• Records:

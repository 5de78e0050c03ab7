use sqlx::PgPool;
use validator::Validate;

use crate::error::{AppError, AppResult};
use crate::metrics::track_db_operation;
use crate::middlewares::auth::Principal;
use crate::models::user::{
    RegisterStudentForm, UpdateUserRequest, UploadedPhoto, User, UserChanges, UserProfile,
    UserType,
};
use crate::services::auth_service::AuthService;
use crate::services::classroom_service::fetch_owned_classroom;
use crate::services::image_pipeline::{ImageQueue, StylizeJob};
use crate::services::uploads;

pub const USER_COLUMNS: &str = "id, username, email, password_hash, type, classroom_id, \
     photo_path, cartoon_image_path, avatar_url, created_at";

/// Whether `principal` may read or change `target`: themselves, or a student
/// whose classroom (owned by `classroom_owner`) belongs to the principal.
pub fn can_manage(principal: &Principal, target: &User, classroom_owner: Option<i64>) -> bool {
    principal.id == target.id
        || (principal.is_teacher()
            && target.user_type == UserType::Student
            && classroom_owner == Some(principal.id))
}

pub struct UserService {
    db: PgPool,
    public_base_url: String,
    upload_dir: String,
    images: ImageQueue,
}

impl UserService {
    pub fn new(
        db: PgPool,
        public_base_url: impl Into<String>,
        upload_dir: impl Into<String>,
        images: ImageQueue,
    ) -> Self {
        Self {
            db,
            public_base_url: public_base_url.into(),
            upload_dir: upload_dir.into(),
            images,
        }
    }

    fn profile(&self, user: User) -> UserProfile {
        UserProfile::from_user(user, &self.public_base_url)
    }

    /// Creates a student account, optionally with a photo that is then queued
    /// for stylization.
    pub async fn register_student(
        &self,
        teacher: &Principal,
        form: RegisterStudentForm,
    ) -> AppResult<UserProfile> {
        form.validate()?;

        let photo_file = match &form.photo {
            Some(photo) => Some(uploads::save_photo(&self.upload_dir, photo).await?),
            None => None,
        };

        let result = self
            .insert_student(teacher, &form, photo_file.as_deref())
            .await;

        let user = match result {
            Ok(user) => user,
            Err(e) => {
                if let Some(file) = &photo_file {
                    uploads::remove_photo(&self.upload_dir, file).await;
                }
                return Err(e);
            }
        };

        tracing::info!(
            user_id = user.id,
            classroom_id = ?user.classroom_id,
            teacher_id = teacher.id,
            "Student registered"
        );

        if let Some(file) = photo_file {
            self.images.enqueue(StylizeJob {
                user_id: user.id,
                photo_file: file,
            });
        }

        Ok(self.profile(user))
    }

    async fn insert_student(
        &self,
        teacher: &Principal,
        form: &RegisterStudentForm,
        photo_file: Option<&str>,
    ) -> AppResult<User> {
        let username = form.username.trim();
        // Hashing is slow; keep it outside the transaction.
        let password_hash = AuthService::hash_password(&form.password)?;

        let mut tx = self.db.begin().await?;

        if let Some(classroom_id) = form.classroom_id {
            fetch_owned_classroom(&mut *tx, classroom_id, teacher.id).await?;
        }

        let taken: bool = sqlx::query_scalar("SELECT EXISTS(SELECT 1 FROM users WHERE username = $1)")
            .bind(username)
            .fetch_one(&mut *tx)
            .await?;
        if taken {
            return Err(AppError::validation("Username is already taken"));
        }

        let user: User = sqlx::query_as(&format!(
            "INSERT INTO users (username, password_hash, type, classroom_id, photo_path)
             VALUES ($1, $2, $3, $4, $5)
             RETURNING {}",
            USER_COLUMNS
        ))
        .bind(username)
        .bind(&password_hash)
        .bind(UserType::Student.as_str())
        .bind(form.classroom_id)
        .bind(photo_file)
        .fetch_one(&mut *tx)
        .await?;

        track_db_operation("users.register_student", tx.commit()).await?;
        Ok(user)
    }

    /// The teacher and the students of their classrooms.
    pub async fn list(&self, teacher: &Principal) -> AppResult<Vec<UserProfile>> {
        let users = track_db_operation(
            "users.list",
            sqlx::query_as::<_, User>(&format!(
                "SELECT {} FROM users
                 WHERE id = $1
                    OR (type = 'student'
                        AND classroom_id IN (SELECT id FROM classroom WHERE teacher_id = $1))
                 ORDER BY type DESC, username",
                USER_COLUMNS
            ))
            .bind(teacher.id)
            .fetch_all(&self.db),
        )
        .await?;

        Ok(users.into_iter().map(|u| self.profile(u)).collect())
    }

    pub async fn get(&self, principal: &Principal, user_id: i64) -> AppResult<UserProfile> {
        let user = self.find(user_id).await?;
        self.ensure_access(principal, &user).await?;
        Ok(self.profile(user))
    }

    pub async fn update(
        &self,
        principal: &Principal,
        user_id: i64,
        req: UpdateUserRequest,
    ) -> AppResult<UserProfile> {
        req.validate()?;
        if req.is_empty() {
            return Err(AppError::validation("No fields to update"));
        }

        let current = self.find(user_id).await?;
        self.ensure_access(principal, &current).await?;

        if let Some(classroom_id) = req.classroom_id {
            if current.user_type != UserType::Student {
                return Err(AppError::validation("Only students belong to a classroom"));
            }
            if !principal.is_teacher() {
                return Err(AppError::forbidden("Only a teacher can move a student"));
            }
            fetch_owned_classroom(&self.db, classroom_id, principal.id).await?;
        }

        let new_hash = match req.password.as_deref() {
            Some(password) => Some(AuthService::hash_password(password)?),
            None => None,
        };
        let changes = UserChanges::merge(&current, req, new_hash);

        let user: User = track_db_operation(
            "users.update",
            sqlx::query_as(&format!(
                "UPDATE users
                 SET username = $1, email = $2, password_hash = $3, classroom_id = $4, avatar_url = $5
                 WHERE id = $6
                 RETURNING {}",
                USER_COLUMNS
            ))
            .bind(changes.username.trim())
            .bind(changes.email.as_deref().map(str::to_lowercase))
            .bind(&changes.password_hash)
            .bind(changes.classroom_id)
            .bind(&changes.avatar_url)
            .bind(user_id)
            .fetch_one(&self.db),
        )
        .await?;

        tracing::info!(user_id, by = principal.id, "User updated");
        Ok(self.profile(user))
    }

    /// Replaces the photo, clears the old cartoon and queues a new stylization.
    pub async fn update_photo(
        &self,
        principal: &Principal,
        user_id: i64,
        photo: UploadedPhoto,
    ) -> AppResult<UserProfile> {
        let current = self.find(user_id).await?;
        self.ensure_access(principal, &current).await?;

        let file = uploads::save_photo(&self.upload_dir, &photo).await?;

        let result = track_db_operation(
            "users.update_photo",
            sqlx::query_as::<_, User>(&format!(
                "UPDATE users SET photo_path = $1, cartoon_image_path = NULL
                 WHERE id = $2
                 RETURNING {}",
                USER_COLUMNS
            ))
            .bind(&file)
            .bind(user_id)
            .fetch_one(&self.db),
        )
        .await;

        let user = match result {
            Ok(user) => user,
            Err(e) => {
                uploads::remove_photo(&self.upload_dir, &file).await;
                return Err(e.into());
            }
        };

        self.remove_images(&current).await;
        self.images.enqueue(StylizeJob {
            user_id,
            photo_file: file,
        });

        tracing::info!(user_id, by = principal.id, "Photo replaced");
        Ok(self.profile(user))
    }

    /// Deletes a student of one of the teacher's classrooms.
    pub async fn delete(&self, teacher: &Principal, user_id: i64) -> AppResult<()> {
        let target = self.find(user_id).await?;
        if target.id == teacher.id || !self.manages(teacher, &target).await? {
            return Err(AppError::forbidden(
                "Teachers can only delete students of their own classrooms",
            ));
        }

        track_db_operation(
            "users.delete",
            sqlx::query("DELETE FROM users WHERE id = $1")
                .bind(user_id)
                .execute(&self.db),
        )
        .await?;

        self.remove_images(&target).await;

        tracing::info!(user_id, teacher_id = teacher.id, "Student deleted");
        Ok(())
    }

    async fn find(&self, user_id: i64) -> AppResult<User> {
        let user: Option<User> = track_db_operation(
            "users.find",
            sqlx::query_as(&format!("SELECT {} FROM users WHERE id = $1", USER_COLUMNS))
                .bind(user_id)
                .fetch_optional(&self.db),
        )
        .await?;
        user.ok_or_else(|| AppError::not_found("User not found"))
    }

    async fn manages(&self, principal: &Principal, target: &User) -> AppResult<bool> {
        let owner = match target.classroom_id {
            Some(classroom_id) => {
                sqlx::query_scalar::<_, i64>("SELECT teacher_id FROM classroom WHERE id = $1")
                    .bind(classroom_id)
                    .fetch_optional(&self.db)
                    .await?
            }
            None => None,
        };
        Ok(can_manage(principal, target, owner))
    }

    async fn ensure_access(&self, principal: &Principal, target: &User) -> AppResult<()> {
        if self.manages(principal, target).await? {
            Ok(())
        } else {
            Err(AppError::forbidden("You cannot access this user"))
        }
    }

    async fn remove_images(&self, user: &User) {
        for file in [&user.photo_path, &user.cartoon_image_path].into_iter().flatten() {
            uploads::remove_photo(&self.upload_dir, file).await;
        }
    }
}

• Exercise objective:
Would you report every line of the entries above containing the word "classrooms"?

• Response:
    /// The teacher and the students of their classrooms.
    /// Deletes a student of one of the teacher's classrooms.
                "Teachers can only delete students of their own classrooms",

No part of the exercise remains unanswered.